Kindness is complicated, especially in the workplace. We often try to avoid confrontations and clashes. This gentler approach is often seen as a kindness, both to oneself and to others, but it is harmful in its own way.

Shrugging off concerns because dealing with them causes stress. Avoiding holding people accountable for the work they are meant to be doing because it can cause tension in the workspace. Complimenting people on their work when they are struggling to keep up or are underperforming.

All of these are examples of toxic positivity, not kindness; and it is more harmful than helpful.

Toxic positivity ignores the problem at hand, it ignores consequences, downplays concerns, and makes other people’s views and perspectives seem less important.

  • What if this person’s fears and concerns are valid?
  • What if this situation repeats itself?
  • What if this happens again and I’m not around?
  • How will other people handle this problem when I have dismissed it?
  • What happens when the problem becomes too big to ignore?

Toxic positivity can also be demeaning – if someone brings a problem forward and you handwave it, what message does that send? That your perspective and opinion means more than theirs, and that their perspective is meaningless.

When we demean people in the workplace, their productivity decreases, they don’t ‘pitch up’, they follow instructions to the letter but they don’t actually listen – and these all create further issues.

The largest of toxic positivity’s negative impacts is on accountability.

When someone brings forward a concern, and we ignore it, not only do we make things more complicated for others when things do inevitably go wrong, we have also denied ourselves a leg to stand on when asking for accountability.

It is important to get to know our employees and colleagues, because it means you can more easily level with one another; you will know how they work, what their strengths and weaknesses are, how to properly brief them, how to hand work over to them, and how to prepare them for any issues they may encounter.

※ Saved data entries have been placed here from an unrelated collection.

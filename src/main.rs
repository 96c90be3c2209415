// Allow panic/unwrap/expect in tests (denied globally via Cargo.toml lints)
#![cfg_attr(
    test,
    allow(
        clippy::panic,
        clippy::unwrap_used,
        clippy::expect_used,
        clippy::panic_in_result_fn,
        clippy::unwrap_in_result,
        clippy::arithmetic_side_effects,
        clippy::indexing_slicing
    )
)]

use clap::Parser;
use color_eyre::eyre::{eyre, Result};
use readme_gen::descriptions::{self, DescriptionOverrides, DescriptionTable};
use readme_gen::generate::{generate_readme, GenerateError, README_FILE};
use readme_gen::logging::{init_logging, parse_level, LogConfig};
use readme_gen::output::{self, WriteOutcome};
use readme_gen::{AssembleError, ScanError};
use std::path::{Path, PathBuf};
use tracing::{info, warn};

/// Regenerate the template-pack README from the `.github/` content tree.
#[derive(Parser, Debug)]
#[command(author, version, about, long_about = None)]
struct Args {
    /// Repository root containing `.github/` and `README.md`
    #[arg(long, default_value = ".")]
    root: PathBuf,

    /// Verify the README is up to date without writing anything
    #[arg(long)]
    check: bool,

    /// Enable JSON log format (for log aggregation)
    #[arg(long, default_value = "false")]
    log_json: bool,

    /// Log level: error, warn, info, debug, or trace
    #[arg(long, default_value = "info")]
    log_level: String,
}

fn report_generate_error(root: &Path, e: &GenerateError) {
    eprintln!();
    eprintln!("Error: Failed to generate README.md: {e}");
    eprintln!();
    match e {
        GenerateError::Scan(ScanError::MissingRoot(_)) => {
            eprintln!(
                "No .github directory was found under {}.",
                root.display()
            );
            eprintln!("Run from the repository root, or pass --root <dir>.");
        }
        GenerateError::Assemble(AssembleError::MissingDirectory(dir)) => {
            eprintln!(
                "The template pack requires {}/{dir}/ to exist.",
                root.join(readme_gen::GITHUB_DIR).display()
            );
        }
        GenerateError::Scan(_) => {}
    }
    eprintln!();
}

fn main() -> Result<()> {
    // Install color-eyre error hooks for colored error output
    color_eyre::install()?;

    let args = Args::parse();

    let log_config = LogConfig {
        log_level: parse_level(&args.log_level),
        json_format: args.log_json,
    };
    init_logging(&log_config)?;

    info!("Generating README.md from scratch...");

    // The overrides file is optional configuration; a broken one falls back
    // to the built-in table.
    let overrides = descriptions::load_overrides(&args.root).unwrap_or_else(|e| {
        warn!("Failed to load description overrides, using built-ins: {e}");
        DescriptionOverrides::default()
    });
    let table = DescriptionTable::with_overrides(&overrides);

    let readme_path = args.root.join(README_FILE);
    info!("Writing README to: {}", readme_path.display());

    let document = match generate_readme(&args.root, &table) {
        Ok(document) => document,
        Err(e) => {
            report_generate_error(&args.root, &e);
            return Err(e.into());
        }
    };

    if args.check {
        if output::is_up_to_date(&readme_path, &document)? {
            info!("README.md is already up to date. No changes needed.");
            return Ok(());
        }
        return Err(eyre!(
            "README.md is out of date; rerun without --check to regenerate"
        ));
    }

    match output::write_if_changed(&readme_path, &document)? {
        WriteOutcome::Created => info!("README.md created successfully!"),
        WriteOutcome::Updated => info!("README.md updated successfully!"),
        WriteOutcome::Unchanged => info!("README.md is already up to date. No changes needed."),
    }

    Ok(())
}
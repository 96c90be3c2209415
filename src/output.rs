//! Idempotent README writes.
//!
//! The generated document is compared byte-for-byte against the existing
//! file and written only on difference, so repeated runs (e.g. from a
//! pre-commit hook) leave timestamps and diffs untouched. Writes go through
//! a temp file in the target directory followed by an atomic rename; temp
//! files are cleaned up on failure.

use std::io::{self, Write};
use std::path::Path;
use tempfile::NamedTempFile;

/// What the write step did.
#[derive(Debug, Clone, Copy, PartialEq, Eq)]
pub enum WriteOutcome {
    /// No file existed; the document was created.
    Created,
    /// The existing file differed and was replaced.
    Updated,
    /// The existing file was byte-identical; nothing was written.
    Unchanged,
}

/// Write `content` to `path` only if it differs from the current file.
///
/// # Errors
///
/// Returns an `io::Error` if the existing file cannot be read, the temp
/// file cannot be created or written, or the atomic rename fails.
pub fn write_if_changed(path: &Path, content: &str) -> io::Result<WriteOutcome> {
    let existed = path.exists();
    if existed {
        let current = std::fs::read(path)?;
        if current == content.as_bytes() {
            return Ok(WriteOutcome::Unchanged);
        }
    }
    atomic_write(path, content)?;
    Ok(if existed {
        WriteOutcome::Updated
    } else {
        WriteOutcome::Created
    })
}

/// Whether the file at `path` already equals `content`, byte-for-byte.
///
/// # Errors
///
/// Returns an `io::Error` if an existing file cannot be read.
pub fn is_up_to_date(path: &Path, content: &str) -> io::Result<bool> {
    if !path.exists() {
        return Ok(false);
    }
    Ok(std::fs::read(path)? == content.as_bytes())
}

/// Temp file in the same directory as the target, then an atomic rename.
fn atomic_write(path: &Path, content: &str) -> io::Result<()> {
    let parent = path.parent().filter(|p| !p.as_os_str().is_empty()).ok_or_else(|| {
        io::Error::new(io::ErrorKind::InvalidInput, "Path has no parent directory")
    })?;
    let mut temp_file = NamedTempFile::new_in(parent)?;
    temp_file.write_all(content.as_bytes())?;
    temp_file.flush()?;
    temp_file.persist(path).map_err(|e| e.error)?;
    Ok(())
}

Covering all your bases both in the moment and ahead of time means work won’t bounce back to you – and the last thing anyone needs is for work to bounce back and forth between employer and employee.

When you hand work off to someone, it is all well and good to tell them that they are accepting responsibility for its completion, but as an employer/manager, you are the one who gave them the work; whether or not it gets done on time and up to the expected standard is a responsibility you share.

As employers, managers and/or team leaders, we need to show the care to help the employee in question get their work done – this doesn’t mean doing their work for them (because then they would never learn how to do their job; yet another example of toxic positivity), it means paying attention to their concerns, and being there to support them in getting their work done.

All this is to say that toxic positivity is actually a form of avoidance. Dealing with small, manageable problems might not seem worth the time and energy, but when they blow up, the consequences could be severe and far-reaching.

Have the difficult conversations sooner rather than later, listen to your employees, get to the guts of each problem as it arises and support your employees in completing their work.